Collected data entries

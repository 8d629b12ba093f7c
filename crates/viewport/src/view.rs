use agentline_runtime_config::ViewportSettings;
use serde::Serialize;
use std::ops::Range;
use std::time::{Duration, Instant};
use tracing::debug;

use crate::announce::LiveAnnouncer;
use crate::state::{PinState, ScrollMetrics};
use crate::window::VirtualWindow;

#[derive(Debug, Clone, Copy, PartialEq, Eq, Serialize)]
#[serde(rename_all = "snake_case")]
pub enum ScrollAlign {
    Start,
    Center,
    End,
}

#[derive(Debug, Clone, Copy, PartialEq, Eq, Serialize)]
#[serde(rename_all = "snake_case")]
pub enum ScrollBehavior {
    Smooth,
    Instant,
}

/// Scroll request for the host to carry out.
#[derive(Debug, Clone, Copy, PartialEq, Eq, Serialize)]
pub struct ScrollCommand {
    pub index: usize,
    pub align: ScrollAlign,
    pub behavior: ScrollBehavior,
}

impl ScrollCommand {
    fn to_end(index: usize, behavior: ScrollBehavior) -> Self {
        Self {
            index,
            align: ScrollAlign::End,
            behavior,
        }
    }
}

/// Headless state of a virtualized, auto-following event list.
///
/// The host reports item counts, measurements and scroll positions, and
/// performs any returned [`ScrollCommand`].
#[derive(Debug, Clone)]
pub struct EventListView {
    window: VirtualWindow,
    pin: PinState,
    announcer: LiveAnnouncer,
    len: usize,
    mounted: bool,
    metrics: ScrollMetrics,
}

impl Default for EventListView {
    fn default() -> Self {
        Self::new(&ViewportSettings::default())
    }
}

impl EventListView {
    pub fn new(settings: &ViewportSettings) -> Self {
        Self {
            window: VirtualWindow::new(settings.estimated_item_height, settings.overscan),
            pin: PinState::new(
                settings.pin_threshold_px,
                Duration::from_millis(settings.auto_scroll_guard_ms),
            ),
            announcer: LiveAnnouncer::new(Duration::from_millis(settings.announce_clear_ms)),
            len: 0,
            mounted: false,
            metrics: ScrollMetrics::default(),
        }
    }

    pub fn len(&self) -> usize {
        self.len
    }

    pub fn is_empty(&self) -> bool {
        self.len == 0
    }

    pub fn is_pinned_to_latest(&self) -> bool {
        self.pin.is_pinned_to_latest
    }

    pub fn window(&self) -> &VirtualWindow {
        &self.window
    }

    /// React to a new item count. Growth is announced; while pinned the list
    /// follows the last item, smoothly for growth and instantly on first
    /// mount or when the list shrank.
    pub fn on_items_changed(&mut self, len: usize, now: Instant) -> Option<ScrollCommand> {
        let previous = self.len;
        self.len = len;

        if !self.mounted {
            self.mounted = true;
            self.window.resize(len);
            return self.follow(ScrollBehavior::Instant, now);
        }

        if len > previous {
            self.window.resize(len);
            self.announcer.announce_growth(len - previous, now);
            return self.follow(ScrollBehavior::Smooth, now);
        }
        if len < previous {
            self.window.reset(len);
            return self.follow(ScrollBehavior::Instant, now);
        }
        None
    }

    /// The list was swapped for a different one of `len` items.
    pub fn on_items_replaced(&mut self, len: usize, now: Instant) -> Option<ScrollCommand> {
        self.len = len;
        self.mounted = true;
        self.window.reset(len);
        self.announcer.clear();
        self.follow(ScrollBehavior::Instant, now)
    }

    fn follow(&mut self, behavior: ScrollBehavior, now: Instant) -> Option<ScrollCommand> {
        if !self.pin.is_pinned_to_latest || self.len == 0 {
            return None;
        }
        self.pin.begin_auto_scroll(now);
        Some(ScrollCommand::to_end(self.len - 1, behavior))
    }

    pub fn measure(&mut self, index: usize, height: f64) {
        self.window.measure(index, height);
    }

    /// User or host scroll. Updates the pin unless a programmatic scroll is in
    /// flight.
    pub fn on_scroll(&mut self, metrics: ScrollMetrics, now: Instant) -> bool {
        self.metrics = metrics;
        let was_pinned = self.pin.is_pinned_to_latest;
        let pinned = self.pin.on_scroll(metrics, now);
        if was_pinned != pinned {
            debug!(
                "Viewport {} at {:.0}px from bottom",
                if pinned { "pinned" } else { "unpinned" },
                metrics.distance_from_bottom()
            );
        }
        pinned
    }

    pub fn finish_auto_scroll(&mut self) {
        self.pin.finish_auto_scroll();
    }

    /// Scroll to an externally selected item: centered mid-list, end-aligned
    /// for the last item. The list stays pinned only when that is the last
    /// item.
    pub fn focus(&mut self, index: usize, now: Instant) -> Option<ScrollCommand> {
        if index >= self.len {
            return None;
        }
        let is_last = index + 1 == self.len;
        if is_last {
            self.pin.pin();
        } else {
            self.pin.unpin();
        }
        self.pin.begin_auto_scroll(now);
        Some(ScrollCommand {
            index,
            align: if is_last {
                ScrollAlign::End
            } else {
                ScrollAlign::Center
            },
            behavior: ScrollBehavior::Smooth,
        })
    }

    pub fn jump_to_latest(&mut self, now: Instant) -> Option<ScrollCommand> {
        self.pin.pin();
        self.follow(ScrollBehavior::Smooth, now)
    }

    pub fn show_jump_to_latest(&self) -> bool {
        !self.pin.is_pinned_to_latest && self.len > 0
    }

    pub fn announcement(&self, now: Instant) -> Option<&str> {
        self.announcer.current(now)
    }

    /// Items to materialize for the last reported scroll position.
    pub fn render_range(&self) -> Range<usize> {
        self.window
            .visible_range(self.metrics.scroll_top, self.metrics.client_height)
    }
}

- _WHAT IS REQUIRED_
Copy the entries above exactly. Miss none of them.

- _RESPONSE AREA_
repository 8d629b12ba093f7c
filename crates/viewport/src/view.rs
use agentline_runtime_config::ViewportSettings;
use serde::Serialize;
use std::ops::Range;
use std::time::{Duration, Instant};
use tracing::debug;

use crate::announce::LiveAnnouncer;
use crate::state::{PinState, ScrollMetrics};
use crate::window::VirtualWindow;

#[derive(Debug, Clone, Copy, PartialEq, Eq, Serialize)]
#[serde(rename_all = "snake_case")]
pub enum ScrollAlign {
    Start,
    Center,
    End,
}

#[derive(Debug, Clone, Copy, PartialEq, Eq, Serialize)]
#[serde(rename_all = "snake_case")]
pub enum ScrollBehavior {
    Smooth,
    Instant,
}

/// Scroll request for the host to carry out.
#[derive(Debug, Clone, Copy, PartialEq, Eq, Serialize)]
pub struct ScrollCommand {
    pub index: usize,
    pub align: ScrollAlign,
    pub behavior: ScrollBehavior,
}

impl ScrollCommand {
    fn to_end(index: usize, behavior: ScrollBehavior) -> Self {
        Self {
            index,
            align: ScrollAlign::End,
            behavior,
        }
    }
}

/// Headless state of a virtualized, auto-following event list.
///
/// The host reports item counts, measurements and scroll positions, and
/// performs any returned [`ScrollCommand`].
#[derive(Debug, Clone)]
pub struct EventListView {
    window: VirtualWindow,
    pin: PinState,
    announcer: LiveAnnouncer,
    len: usize,
    mounted: bool,
    metrics: ScrollMetrics,
}

impl Default for EventListView {
    fn default() -> Self {
        Self::new(&ViewportSettings::default())
    }
}

impl EventListView {
    pub fn new(settings: &ViewportSettings) -> Self {
        Self {
            window: VirtualWindow::new(settings.estimated_item_height, settings.overscan),
            pin: PinState::new(
                settings.pin_threshold_px,
                Duration::from_millis(settings.auto_scroll_guard_ms),
            ),
            announcer: LiveAnnouncer::new(Duration::from_millis(settings.announce_clear_ms)),
            len: 0,
            mounted: false,
            metrics: ScrollMetrics::default(),
        }
    }

    pub fn len(&self) -> usize {
        self.len
    }

    pub fn is_empty(&self) -> bool {
        self.len == 0
    }

    pub fn is_pinned_to_latest(&self) -> bool {
        self.pin.is_pinned_to_latest
    }

    pub fn window(&self) -> &VirtualWindow {
        &self.window
    }

    /// React to a new item count. Growth is announced; while pinned the list
    /// follows the last item, smoothly for growth and instantly on first
    /// mount or when the list shrank.
    pub fn on_items_changed(&mut self, len: usize, now: Instant) -> Option<ScrollCommand> {
        let previous = self.len;
        self.len = len;

        if !self.mounted {
            self.mounted = true;
            self.window.resize(len);
            return self.follow(ScrollBehavior::Instant, now);
        }

        if len > previous {
            self.window.resize(len);
            self.announcer.announce_growth(len - previous, now);
            return self.follow(ScrollBehavior::Smooth, now);
        }
        if len < previous {
            self.window.reset(len);
            return self.follow(ScrollBehavior::Instant, now);
        }
        None
    }

    /// The list was swapped for a different one of `len` items.
    pub fn on_items_replaced(&mut self, len: usize, now: Instant) -> Option<ScrollCommand> {
        self.len = len;
        self.mounted = true;
        self.window.reset(len);
        self.announcer.clear();
        self.follow(ScrollBehavior::Instant, now)
    }

    fn follow(&mut self, behavior: ScrollBehavior, now: Instant) -> Option<ScrollCommand> {
        if !self.pin.is_pinned_to_latest || self.len == 0 {
            return None;
        }
        self.pin.begin_auto_scroll(now);
        Some(ScrollCommand::to_end(self.len - 1, behavior))
    }

    pub fn measure(&mut self, index: usize, height: f64) {
        self.window.measure(index, height);
    }

    /// User or host scroll. Updates the pin unless a programmatic scroll is in
    /// flight.
    pub fn on_scroll(&mut self, metrics: ScrollMetrics, now: Instant) -> bool {
        self.metrics = metrics;
        let was_pinned = self.pin.is_pinned_to_latest;
        let pinned = self.pin.on_scroll(metrics, now);
        if was_pinned != pinned {
            debug!(
                "Viewport {} at {:.0}px from bottom",
                if pinned { "pinned" } else { "unpinned" },
                metrics.distance_from_bottom()
            );
        }
        pinned
    }

    pub fn finish_auto_scroll(&mut self) {
        self.pin.finish_auto_scroll();
    }

    /// Scroll to an externally selected item: centered mid-list, end-aligned
    /// for the last item. The list stays pinned only when that is the last
    /// item.
    pub fn focus(&mut self, index: usize, now: Instant) -> Option<ScrollCommand> {
        if index >= self.len {
            return None;
        }
        let is_last = index + 1 == self.len;
        if is_last {
            self.pin.pin();
        } else {
            self.pin.unpin();
        }
        self.pin.begin_auto_scroll(now);
        Some(ScrollCommand {
            index,
            align: if is_last {
                ScrollAlign::End
            } else {
                ScrollAlign::Center
            },
            behavior: ScrollBehavior::Smooth,
        })
    }

    pub fn jump_to_latest(&mut self, now: Instant) -> Option<ScrollCommand> {
        self.pin.pin();
        self.follow(ScrollBehavior::Smooth, now)
    }

    pub fn show_jump_to_latest(&self) -> bool {
        !self.pin.is_pinned_to_latest && self.len > 0
    }

    pub fn announcement(&self, now: Instant) -> Option<&str> {
        self.announcer.current(now)
    }

    /// Items to materialize for the last reported scroll position.
    pub fn render_range(&self) -> Range<usize> {
        self.window
            .visible_range(self.metrics.scroll_top, self.metrics.client_height)
    }
}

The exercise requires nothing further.